Personnage aux Cheveux Verts (Figure with Green Hair)

Figure with Green Hair by Gaston Chaissac

The rarity of green hair heightens the sense of Surrealism that Chaissac blends with components of Cubism in his artistic practice. The strong black outlines suggest a human figure and are filled with fields of flat color to emphasize the childlike nature of the composition. Looking toward artists such as Picasso, Chaissac would find inspiration in “unschooled” artworks—for instance, children’s or folk compositions.

Lux Aeterna

Lux Aeterna by Gottardo Piazzoni

Is this painting luminous or ominous?

In his study of the artist’s life and work, Gene Hailey concluded, “In the narration of Piazzoni’s interesting life, the evaluators of his work have played upon the adjectives of beauty and truth, a symphony of heavenly music. Searching for a conclusion, the Lux Aeterna seems fitting. In this painting Piazzoni has epitomized the desire of his life; that of flooding the white-robed figure of truth and beauty, in the effulgence of eternal light.”

Elizabeth Platt Jencks

Elizabeth Platt Jencks by Thomas Wilmer Dewing

How do the people in your life inspire you?

Dewing painted this portrait of Elizabeth Platt Jencks at the artists’ colony in Cornish, New Hampshire, which he helped establish. When he began this portrait, he had just returned from traveling in Europe, where he toured galleries and shared a London studio with James Abbott McNeill Whistler. Whistler’s influence is evident in Dewing’s fluid brushstrokes and muted tonality. Jencks stands against a mottled gray ground in a firm and confident pose, beautiful and strong.

Grand Canyon of the Yellowstone, Wyoming

Grand Canyon of the Yellowstone, Wyoming by Thomas Moran

What makes an artwork patriotic?

Moran’s majestically spacious painting attests to the western American landscape as an apt setting for heroic nationalism. At the time this picture was painted, artists were traveling farther in search of ever more extraordinary scenes that could be understood in terms of the national will to explore this nation “from sea to shining sea.” Although Moran’s landscape is from 1906, it is based on sketches made during trips to Yellowstone in the 1870s.

Girl and Calf (Led Through Meadows)

Girl and Calf (Led Through Meadows) by George Fuller

Do you ever dream of spending time in the countryside?

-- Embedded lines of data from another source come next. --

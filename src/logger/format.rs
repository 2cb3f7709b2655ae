//! Access log format module
//!
//! Supports multiple log formats:
//! - `combined` (Apache/Nginx combined format)
//! - `common` (Common Log Format - CLF)
//! - `json` (one JSON object per line)
//! - Custom patterns with `$variable` substitution

use std::net::SocketAddr;
use std::time::Duration;

use chrono::{DateTime, Local};
use hyper::header::{HeaderName, REFERER, USER_AGENT};
use hyper::{Request, Version};
use serde::Serialize;

const CLF_TIME: &str = "%d/%b/%Y:%H:%M:%S %z";

/// Parsed `logging.access_log_format`
#[derive(Debug, Clone, PartialEq, Eq)]
pub enum AccessLogFormat {
    Combined,
    Common,
    Json,
    Custom(String),
}

impl AccessLogFormat {
    pub fn parse(format: &str) -> Self {
        match format {
            "combined" => Self::Combined,
            "common" => Self::Common,
            "json" => Self::Json,
            custom => Self::Custom(custom.to_string()),
        }
    }
}

/// One served request, captured before the handler runs and completed after
#[derive(Debug, Clone, Serialize)]
pub struct AccessLogEntry {
    pub remote_addr: String,
    #[serde(serialize_with = "rfc3339")]
    pub time: DateTime<Local>,
    pub method: String,
    pub path: String,
    pub query: Option<String>,
    pub http_version: &'static str,
    pub status: u16,
    /// Known only when the response body has an exact size
    pub body_bytes: Option<u64>,
    pub referer: Option<String>,
    pub user_agent: Option<String>,
    pub request_time_us: u64,
}

fn rfc3339<S: serde::Serializer>(time: &DateTime<Local>, s: S) -> Result<S::Ok, S::Error> {
    s.serialize_str(&time.to_rfc3339())
}

impl AccessLogEntry {
    /// Capture the request side of the entry, timestamped now
    pub fn from_request<B>(remote_addr: SocketAddr, req: &Request<B>) -> Self {
        let header = |name: HeaderName| {
            req.headers()
                .get(name)
                .and_then(|v| v.to_str().ok())
                .map(str::to_string)
        };

        Self {
            remote_addr: remote_addr.ip().to_string(),
            time: Local::now(),
            method: req.method().to_string(),
            path: req.uri().path().to_string(),
            query: req.uri().query().map(str::to_string),
            http_version: version_str(req.version()),
            status: 0,
            body_bytes: None,
            referer: header(REFERER),
            user_agent: header(USER_AGENT),
            request_time_us: 0,
        }
    }

    /// Fill in the response side
    pub fn complete(&mut self, status: u16, body_bytes: Option<u64>, elapsed: Duration) {
        self.status = status;
        self.body_bytes = body_bytes;
        self.request_time_us = u64::try_from(elapsed.as_micros()).unwrap_or(u64::MAX);
    }

    pub fn format(&self, format: &AccessLogFormat) -> String {
        match format {
            AccessLogFormat::Combined => format!(
                "{} \"{}\" \"{}\"",
                self.format_common(),
                self.referer.as_deref().unwrap_or("-"),
                self.user_agent.as_deref().unwrap_or("-"),
            ),
            AccessLogFormat::Common => self.format_common(),
            AccessLogFormat::Json => {
                serde_json::to_string(self).unwrap_or_else(|_| self.format_common())
            }
            AccessLogFormat::Custom(pattern) => self.format_custom(pattern),
        }
    }

    fn request_uri(&self) -> String {
        match &self.query {
            Some(q) => format!("{}?{q}", self.path),
            None => self.path.clone(),
        }
    }

    fn body_bytes_sent(&self) -> String {
        self.body_bytes
            .map_or_else(|| "-".to_string(), |n| n.to_string())
    }

    /// `$remote_addr - - [$time_local] "$request" $status $body_bytes_sent`
    fn format_common(&self) -> String {
        format!(
            "{} - - [{}] \"{} {} HTTP/{}\" {} {}",
            self.remote_addr,
            self.time.format(CLF_TIME),
            self.method,
            self.request_uri(),
            self.http_version,
            self.status,
            self.body_bytes_sent(),
        )
    }

    /// Supported variables: `$remote_addr`, `$time_local`, `$time_iso8601`,
    /// `$request`, `$request_method`, `$request_uri`, `$request_time`,
    /// `$status`, `$body_bytes_sent`, `$http_referer`, `$http_user_agent`
    fn format_custom(&self, pattern: &str) -> String {
        let request_uri = self.request_uri();
        let request_line = format!("{} {request_uri} HTTP/{}", self.method, self.http_version);
        #[allow(clippy::cast_precision_loss)]
        let request_time = self.request_time_us as f64 / 1_000_000.0;

        // $request_* before $request
        pattern
            .replace("$remote_addr", &self.remote_addr)
            .replace("$time_local", &self.time.format(CLF_TIME).to_string())
            .replace("$time_iso8601", &self.time.to_rfc3339())
            .replace("$request_time", &format!("{request_time:.3}"))
            .replace("$request_method", &self.method)
            .replace("$request_uri", &request_uri)
            .replace("$request", &request_line)
            .replace("$status", &self.status.to_string())
            .replace("$body_bytes_sent", &self.body_bytes_sent())
            .replace("$http_referer", self.referer.as_deref().unwrap_or("-"))
            .replace("$http_user_agent", self.user_agent.as_deref().unwrap_or("-"))
    }
}

const fn version_str(version: Version) -> &'static str {
    match version {
        Version::HTTP_09 => "0.9",
        Version::HTTP_10 => "1.0",
        Version::HTTP_2 => "2",
        Version::HTTP_3 => "3",
        _ => "1.1",
    }
}
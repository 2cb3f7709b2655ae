// Signal handling module
//
// Supported signals:
// - SIGTERM: Graceful shutdown
// - SIGINT:  Graceful shutdown (Ctrl+C)

/// Resolve once the process is asked to stop
///
/// | Signal  | Action        |
/// |---------|---------------|
/// | SIGTERM | Graceful stop |
/// | SIGINT  | Graceful stop |
#[cfg(unix)]
pub async fn shutdown_signal() {
    use tokio::signal::unix::{signal, SignalKind};

    let (mut sigterm, mut sigint) = match (
        signal(SignalKind::terminate()),
        signal(SignalKind::interrupt()),
    ) {
        (Ok(term), Ok(int)) => (term, int),
        (Err(e), _) | (_, Err(e)) => {
            tracing::error!("Failed to register signal handlers: {e}, falling back to Ctrl+C");
            return ctrl_c().await;
        }
    };

    tokio::select! {
        _ = sigterm.recv() => tracing::info!("SIGTERM received, initiating graceful shutdown"),
        _ = sigint.recv() => tracing::info!("SIGINT received, initiating graceful shutdown"),
    }
}

/// Non-Unix fallback, only handles Ctrl+C
#[cfg(not(unix))]
pub async fn shutdown_signal() {
    ctrl_c().await;
}

async fn ctrl_c() {
    match tokio::signal::ctrl_c().await {
        Ok(()) => tracing::info!("Ctrl+C received, initiating graceful shutdown"),
        Err(e) => {
            tracing::error!("Failed to listen for Ctrl+C: {e}");
            std::future::pending::<()>().await;
        }
    }
}
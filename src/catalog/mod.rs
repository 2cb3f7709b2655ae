//! Catalog proxy module
//!
//! Translates dashboard requests into calls against the catalog REST API and
//! relays the answers. One [`CatalogProxy`] is built at startup and shared by
//! every connection.

mod error;
mod handlers;
pub mod models;
pub mod query;

use std::time::Duration;

use hyper::Response;
use reqwest::header::{HeaderMap, HeaderValue, AUTHORIZATION};
use tracing::{Dispatch, Span};

use crate::config::{PluginSettings, UpstreamConfig};
use crate::http::{self, ProxyBody};

pub use error::ProxyError;

/// Long-lived proxy instance
///
/// Holds everything a handler needs: the shared outbound client, the catalog
/// base address and the dispatcher receiving its logs and spans.
#[derive(Clone)]
pub struct CatalogProxy {
    client: reqwest::Client,
    api_url: String,
    dispatch: Dispatch,
}

impl CatalogProxy {
    /// `api_url` must already be validated and free of a trailing slash
    pub fn new(client: reqwest::Client, api_url: impl Into<String>, dispatch: Dispatch) -> Self {
        Self {
            client,
            api_url: api_url.into(),
            dispatch,
        }
    }

    /// Build the proxy from configuration, including its outbound client
    pub fn from_settings(
        settings: &PluginSettings,
        upstream: &UpstreamConfig,
        dispatch: Dispatch,
    ) -> anyhow::Result<Self> {
        let client = build_client(settings, upstream)?;
        Ok(Self::new(client, settings.api_url.clone(), dispatch))
    }

    pub fn api_url(&self) -> &str {
        &self.api_url
    }

    /// Record a failure on `span`, log it and turn it into the 500 response
    ///
    /// Must run inside this proxy's dispatcher.
    fn fail(span: &Span, err: &ProxyError) -> Response<ProxyBody> {
        let message = err.to_string();
        if let Some(status) = err.upstream_status() {
            span.record("status", status.as_u16());
            tracing::error!(status = status.as_u16(), error = %message, "{}", err.context());
        } else {
            tracing::error!(error = %message, "{}", err.context());
        }
        span.record("error", message.as_str());
        span.record("otel.status_code", "ERROR");

        http::build_error_response(hyper::StatusCode::INTERNAL_SERVER_ERROR, &message)
    }
}

/// Shared outbound client; the API key becomes a default bearer header
pub fn build_client(
    settings: &PluginSettings,
    upstream: &UpstreamConfig,
) -> anyhow::Result<reqwest::Client> {
    let mut headers = HeaderMap::new();
    if let Some(key) = settings.api_key.as_deref().filter(|k| !k.is_empty()) {
        let mut value = HeaderValue::from_str(&format!("Bearer {key}"))
            .map_err(|e| anyhow::anyhow!("Invalid API key format: {e}"))?;
        value.set_sensitive(true);
        headers.insert(AUTHORIZATION, value);
    }

    let mut builder = reqwest::Client::builder().default_headers(headers);
    if let Some(secs) = upstream.connect_timeout {
        builder = builder.connect_timeout(Duration::from_secs(secs));
    }
    if let Some(secs) = upstream.timeout {
        builder = builder.timeout(Duration::from_secs(secs));
    }
    if let Some(agent) = &upstream.user_agent {
        builder = builder.user_agent(agent.as_str());
    }
    if upstream.no_proxy {
        builder = builder.no_proxy();
    }

    builder
        .build()
        .map_err(|e| anyhow::anyhow!("Failed to build HTTP client: {e}"))
}
//! # Table-Level Operations
//!
//! `truncate` empties a table, `drop_table` removes it entirely. Both treat
//! an already-absent directory as the post-condition holding, and both
//! continue past per-file failures: the goal state, not the path there, is
//! what they report on. Drop is best-effort all the way down so the
//! registry entry is removed even when the filesystem partially fails.

use std::io;

use tracing::{info, warn};

use crate::database::Database;
use crate::error::{Error, Result};

impl Database {
    /// Deletes every file in the table directory. Metadata and the
    /// directory itself are kept; a missing directory is already-empty
    /// success.
    pub fn truncate(&self, table: &str) -> Result<()> {
        let meta = self.table(table)?;

        let entries = match self.backend.read_dir(&meta.dir) {
            Ok(entries) => entries,
            Err(err) if err.kind() == io::ErrorKind::NotFound => return Ok(()),
            Err(err) => return Err(Error::Io(err)),
        };

        let mut removed = 0usize;
        for entry in entries {
            if entry.is_dir {
                continue;
            }
            let path = meta.dir.join(&entry.name);
            if self.backend.remove_file(&path) {
                removed += 1;
            } else {
                warn!("failed to delete {} during truncate", path.display());
            }
        }

        info!("truncated table {}: deleted {} files", table, removed);
        Ok(())
    }

    /// Truncates, removes the table directory recursively, and unregisters
    /// the table. Later steps run even when earlier ones partially fail.
    pub fn drop_table(&mut self, table: &str) -> Result<()> {
        let dir = self.table(table)?.dir.clone();

        if let Err(err) = self.truncate(table) {
            warn!("truncate before drop of {} failed: {}", table, err);
        }
        if !self.backend.remove_dir(&dir, true) && self.backend.exists(&dir) {
            warn!("failed to remove table directory {}", dir.display());
        }
        self.unregister(table);

        info!("dropped table {}", table);
        Ok(())
    }
}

Many of Fuller’s images of African Americans and gypsies feature the same exoticism found in this poetic image of a barefoot girl of ambiguous race, wearing fanciful jewelry and gently leading a calf. The son of a farmer, Fuller farmed for much of his own life, and his representations of rural girls, like those by his European contemporaries, have been interpreted as nostalgic yearnings for a simpler way of life that was being altered by modern technology.

Helen of California [Helen Wills]

Helen of California [Helen Wills] by Haig Patigian

What shapes our understanding of beauty?

Born in Centerville, California, Helen Newington Wills rose to fame in women’s singles tennis competitions during the 1920s and 1930s by winning multiple championships in the United States, France, and England. Athletic, intelligent, and artistic, Wills epitomized what Patigian regarded as the California Woman—a new type of classic feminine beauty. In this portrait, which he called Helen of California, he sought to model his subject as the embodiment of that ideal.

California

California by Hiram Powers

How would you personify California?

In 1850, inspired by the California Gold Rush and the success of his sculpture Greek Slave (ca. 1873), Powers modeled a standing female nude, which he called El Dorado. Retitled California and cut in marble in 1858, the full figure was the first sculpture by an American artist to be acquired by the Metropolitan Museum of Art in New York. This bust is the first of four known versions, and it was acquired by M. H. de Young and presented to this collection in 1916.

Personnage aux Cheveux Verts (Figure with Green Hair)

Figure with Green Hair by Gaston Chaissac

The rarity of green hair heightens the sense of Surrealism that Chaissac blends with components of Cubism in his artistic practice. The strong black outlines suggest a human figure and are filled with fields of flat color to emphasize the childlike nature of the composition. Looking toward artists such as Picasso, Chaissac would find inspiration in “unschooled” artworks—for instance, children’s or folk compositions.

Pierre-Edouard Baranowski

Pierre-Edouard Baranowski by Amedeo Modigliani

Is portraiture inherently compassionate?

Pierre-Edouard Baranowski was Modigliani’s friend and an aspiring painter. To create this work, Modigliani painted over an earlier portrait composition. He started by outlining Baranowski’s face with blue-gray paint. Then he built up the modeling of the face using multiple layers of thick impasto. Gaps between the shirt and the face expose the dark colors of the previous painting and the hardboard support. The artist’s fingerprints are also visible in the paint around the edges of the work.